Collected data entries

--- --- ---

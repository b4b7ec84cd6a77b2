// file: src/parser/markdown.rs
// description: markdown to html rendering with pulldown-cmark
// reference: https://docs.rs/pulldown-cmark

use crate::error::Result;
use crate::parser::patterns::BARE_URL;
use crate::parser::slug;
use pulldown_cmark::{CowStr, Event, LinkType, Options, Parser, Tag, TagEnd, TextMergeStream, html};
use std::collections::HashMap;

const TRAILING_URL_PUNCTUATION: &[char] = &['.', ',', ';', ':', '!', '?', ')', ']', '*', '_'];

/// Renders GitHub-flavoured markdown to HTML. Raw HTML in the source is
/// passed through untouched.
pub struct MarkdownRenderer {
    image_prefix: String,
    hard_wraps: bool,
}

impl MarkdownRenderer {
    pub fn new(image_prefix: impl Into<String>) -> Self {
        Self {
            image_prefix: image_prefix.into(),
            hard_wraps: true,
        }
    }

    pub fn with_hard_wraps(mut self, hard_wraps: bool) -> Self {
        self.hard_wraps = hard_wraps;
        self
    }

    fn options() -> Options {
        let mut options = Options::empty();
        options.insert(Options::ENABLE_TABLES);
        options.insert(Options::ENABLE_STRIKETHROUGH);
        options.insert(Options::ENABLE_TASKLISTS);
        options.insert(Options::ENABLE_FOOTNOTES);
        options
    }

    pub fn render(&self, content: &str) -> Result<String> {
        let parser = TextMergeStream::new(Parser::new_ext(content, Self::options()));
        let mut events = self.convert_events(parser);
        assign_heading_ids(&mut events);

        let mut rendered = String::with_capacity(content.len() * 3 / 2);
        html::push_html(&mut rendered, events.into_iter());

        Ok(self.rewrite_image_sources(rendered))
    }

    /// Expects adjacent text already merged, so a URL split by entities or
    /// escapes is seen whole.
    fn convert_events<'a>(&self, parser: impl Iterator<Item = Event<'a>>) -> Vec<Event<'a>> {
        let mut events = Vec::new();
        let mut link_depth = 0usize;
        let mut in_code_block = false;

        for event in parser {
            match event {
                Event::Start(Tag::Link { .. }) | Event::Start(Tag::Image { .. }) => {
                    link_depth += 1;
                    events.push(event);
                }
                Event::End(TagEnd::Link) | Event::End(TagEnd::Image) => {
                    link_depth = link_depth.saturating_sub(1);
                    events.push(event);
                }
                Event::InlineHtml(ref tag) => {
                    match anchor_tag(tag) {
                        Some(AnchorTag::Open) => link_depth += 1,
                        Some(AnchorTag::Close) => link_depth = link_depth.saturating_sub(1),
                        None => {}
                    }
                    events.push(event);
                }
                Event::Start(Tag::CodeBlock(_)) => {
                    in_code_block = true;
                    events.push(event);
                }
                Event::End(TagEnd::CodeBlock) => {
                    in_code_block = false;
                    events.push(event);
                }
                Event::SoftBreak if self.hard_wraps => events.push(Event::HardBreak),
                Event::Text(text) if link_depth == 0 && !in_code_block => {
                    autolink_text(text, &mut events);
                }
                other => events.push(other),
            }
        }

        events
    }

    /// Points `images/...` and `./images/...` sources, including raw `<img>`
    /// tags, at the public image prefix.
    fn rewrite_image_sources(&self, rendered: String) -> String {
        if self.image_prefix.is_empty() {
            return rendered;
        }
        let target = format!("src=\"{}", self.image_prefix);
        rendered
            .replace("src=\"./images/", &target)
            .replace("src=\"images/", &target)
    }
}

impl Default for MarkdownRenderer {
    fn default() -> Self {
        Self::new("/images/")
    }
}

enum AnchorTag {
    Open,
    Close,
}

/// Recognises raw `<a ...>` and `</a>` tags.
fn anchor_tag(html: &str) -> Option<AnchorTag> {
    let tag = html.trim_start();
    let (kind, rest) = match tag.strip_prefix("</") {
        Some(rest) => (AnchorTag::Close, rest),
        None => (AnchorTag::Open, tag.strip_prefix('<')?),
    };

    let mut chars = rest.chars();
    if !matches!(chars.next(), Some('a' | 'A')) {
        return None;
    }
    match chars.next() {
        Some(c) if c == '>' || c.is_whitespace() => Some(kind),
        _ => None,
    }
}

/// Splits bare URLs out of a text event into autolinks.
fn autolink_text<'a>(text: CowStr<'a>, events: &mut Vec<Event<'a>>) {
    if !BARE_URL.is_match(&text) {
        events.push(Event::Text(text));
        return;
    }

    let mut cursor = 0;
    for found in BARE_URL.find_iter(&text) {
        let url = found.as_str().trim_end_matches(TRAILING_URL_PUNCTUATION);
        if url.is_empty() {
            continue;
        }
        if found.start() > cursor {
            events.push(Event::Text(CowStr::from(
                text[cursor..found.start()].to_string(),
            )));
        }

        let href = if url.starts_with("www.") {
            format!("http://{}", url)
        } else {
            url.to_string()
        };
        events.push(Event::Start(Tag::Link {
            link_type: LinkType::Autolink,
            dest_url: CowStr::from(href),
            title: CowStr::from(""),
            id: CowStr::from(""),
        }));
        events.push(Event::Text(CowStr::from(url.to_string())));
        events.push(Event::End(TagEnd::Link));

        cursor = found.start() + url.len();
    }

    if cursor < text.len() {
        events.push(Event::Text(CowStr::from(text[cursor..].to_string())));
    }
}

/// Gives every heading without an explicit id one derived from its text,
/// suffixing `-1`, `-2`, ... on repeats.
fn assign_heading_ids(events: &mut [Event<'_>]) {
    let mut seen: HashMap<String, usize> = HashMap::new();

    for start in 0..events.len() {
        if !matches!(&events[start], Event::Start(Tag::Heading { id: None, .. })) {
            continue;
        }

        let mut text = String::new();
        for event in &events[start + 1..] {
            match event {
                Event::End(TagEnd::Heading(_)) => break,
                Event::Text(t) | Event::Code(t) => text.push_str(t),
                _ => {}
            }
        }

        let mut base = slug::normalize(&text);
        if base.is_empty() {
            base = "section".to_string();
        }
        let count = seen.entry(base.clone()).or_insert(0);
        let unique = if *count == 0 {
            base
        } else {
            format!("{}-{}", base, count)
        };
        *count += 1;

        if let Event::Start(Tag::Heading { id, .. }) = &mut events[start] {
            *id = Some(CowStr::from(unique));
        }
    }
}

#[cfg(test)]
mod tests {
    use super::*;

    fn render(content: &str) -> String {
        MarkdownRenderer::default().render(content).unwrap()
    }

    #[test]
    fn test_basic_rendering() {
        let html = render("# Title\n\nSome *content* here.");
        assert!(html.contains("<h1 id=\"title\">Title</h1>"));
        assert!(html.contains("<em>content</em>"));
    }

    #[test]
    fn test_gfm_extensions() {
        let html = render("| a | b |\n|---|---|\n| 1 | 2 |\n\n~~gone~~");
        assert!(html.contains("<table>"));
        assert!(html.contains("<del>gone</del>"));
    }

    #[test]
    fn test_raw_html_passes_through() {
        let html = render("<div class=\"note\">kept</div>\n\ninline <kbd>Ctrl</kbd>");
        assert!(html.contains("<div class=\"note\">kept</div>"));
        assert!(html.contains("<kbd>Ctrl</kbd>"));
    }

    #[test]
    fn test_bare_urls_become_links() {
        let html = render("Visit https://example.com/docs. Or www.rust-lang.org");
        assert!(html.contains("<a href=\"https://example.com/docs\">https://example.com/docs</a>."));
        assert!(html.contains("<a href=\"http://www.rust-lang.org\">www.rust-lang.org</a>"));
    }

    #[test]
    fn test_existing_links_are_not_relinked() {
        let html = render("[https://example.com](https://example.com)");
        assert_eq!(html.matches("<a ").count(), 1);
    }

    #[test]
    fn test_bare_url_survives_entities_and_escapes() {
        let html = render("see https://example.com/?a=1&amp;b=2 now");
        assert!(html.contains(
            "<a href=\"https://example.com/?a=1&amp;b=2\">https://example.com/?a=1&amp;b=2</a> now"
        ));

        let html = render("see https://example.com/a\\_b now");
        assert!(html.contains("<a href=\"https://example.com/a_b\">https://example.com/a_b</a> now"));
    }

    #[test]
    fn test_raw_anchor_is_not_relinked() {
        let source = "<a href=\"https://x.org\">https://x.org</a> and https://y.org";
        let html = render(source);
        assert!(html.contains("<a href=\"https://x.org\">https://x.org</a>"));
        assert_eq!(html.matches("<a ").count(), 2);
        assert!(html.contains("<a href=\"https://y.org\">https://y.org</a>"));
    }

    #[test]
    fn test_anchor_tag_recognition() {
        assert!(matches!(anchor_tag("<a href=\"x\">"), Some(AnchorTag::Open)));
        assert!(matches!(anchor_tag("<A>"), Some(AnchorTag::Open)));
        assert!(matches!(anchor_tag("</a>"), Some(AnchorTag::Close)));
        assert!(anchor_tag("<abbr>").is_none());
        assert!(anchor_tag("<br />").is_none());
    }

    #[test]
    fn test_urls_in_code_are_left_alone() {
        let html = render("```\ncurl https://example.com\n```");
        assert!(!html.contains("<a "));
    }

    #[test]
    fn test_heading_ids_are_unique() {
        let html = render("## Setup\n\n## Setup\n\n## `cargo` usage");
        assert!(html.contains("<h2 id=\"setup\">"));
        assert!(html.contains("<h2 id=\"setup-1\">"));
        assert!(html.contains("<h2 id=\"cargo-usage\">"));
    }

    #[test]
    fn test_soft_breaks_render_as_hard_breaks() {
        assert!(render("line one\nline two").contains("<br />"));
        let plain = MarkdownRenderer::default()
            .with_hard_wraps(false)
            .render("line one\nline two")
            .unwrap();
        assert!(!plain.contains("<br />"));
    }

    #[test]
    fn test_relative_images_are_rewritten() {
        let html = render("![a](images/a.png)\n\n![b](./images/b.png)\n\n<img src=\"images/c.png\">");
        assert!(html.contains("src=\"/images/a.png\""));
        assert!(html.contains("src=\"/images/b.png\""));
        assert!(html.contains("src=\"/images/c.png\""));
    }
}
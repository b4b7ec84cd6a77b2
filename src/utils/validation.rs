// file: src/utils/validation.rs
// description: data validation utilities and helpers
// reference: input validation patterns

use crate::error::{MirrorError, Result};

pub struct Validator;

impl Validator {
    pub fn validate_url(url: &str) -> Result<()> {
        if !url.starts_with("http://") && !url.starts_with("https://") {
            return Err(MirrorError::Validation(format!(
                "Invalid URL format: {}",
                url
            )));
        }
        Ok(())
    }

    pub fn validate_body_size(path: &str, body: &str, max_size_kb: usize) -> Result<()> {
        let max_bytes = max_size_kb.saturating_mul(1024);
        if max_bytes > 0 && body.len() > max_bytes {
            return Err(MirrorError::RenderFailed {
                path: path.to_string(),
                message: format!(
                    "body is {} bytes, limit is {} KiB",
                    body.len(),
                    max_size_kb
                ),
            });
        }
        Ok(())
    }

    /// Case-insensitive extension check against a configured list (`md`, `markdown`).
    pub fn has_markdown_extension(path: &str, extensions: &[String]) -> bool {
        let file_name = path.rsplit('/').next().unwrap_or(path);
        match file_name.rsplit_once('.') {
            Some((stem, ext)) if !stem.is_empty() => extensions
                .iter()
                .any(|allowed| allowed.trim_start_matches('.').eq_ignore_ascii_case(ext)),
            _ => false,
        }
    }

    pub fn sanitize_file_path(path: &str) -> String {
        let mut sanitized = path.trim().replace('\\', "/");
        while sanitized.contains("//") {
            sanitized = sanitized.replace("//", "/");
        }
        sanitized
    }

    /// Cuts `text` to `max_chars` code points, appending `marker` when cut.
    pub fn truncate_chars(text: &str, max_chars: usize, marker: &str) -> String {
        match text.char_indices().nth(max_chars) {
            Some((byte_index, _)) => format!("{}{}", &text[..byte_index], marker),
            None => text.to_string(),
        }
    }
}
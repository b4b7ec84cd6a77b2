// file: src/parser/mod.rs
// description: markdown parsing module exports
// reference: internal module structure

pub mod excerpt;
pub mod markdown;
pub mod patterns;
pub mod slug;
pub mod transformer;

pub use excerpt::{ELLIPSIS, extract_title, make_excerpt};
pub use markdown::MarkdownRenderer;
pub use slug::{FALLBACK_SLUG, slug_for_path, slugify};
pub use transformer::PostTransformer;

--- --- ---

Task to complete: All lines above from the one containing "pub fn with_hard_wraps(mut" to the one containing "options.insert(Options::ENABLE_TABLES);" must be repeated exactly, both lines included, and no others.

Response for this exercise:
    pub fn with_hard_wraps(mut self, hard_wraps: bool) -> Self {
        self.hard_wraps = hard_wraps;
        self
    }

    fn options() -> Options {
        let mut options = Options::empty();
        options.insert(Options::ENABLE_TABLES);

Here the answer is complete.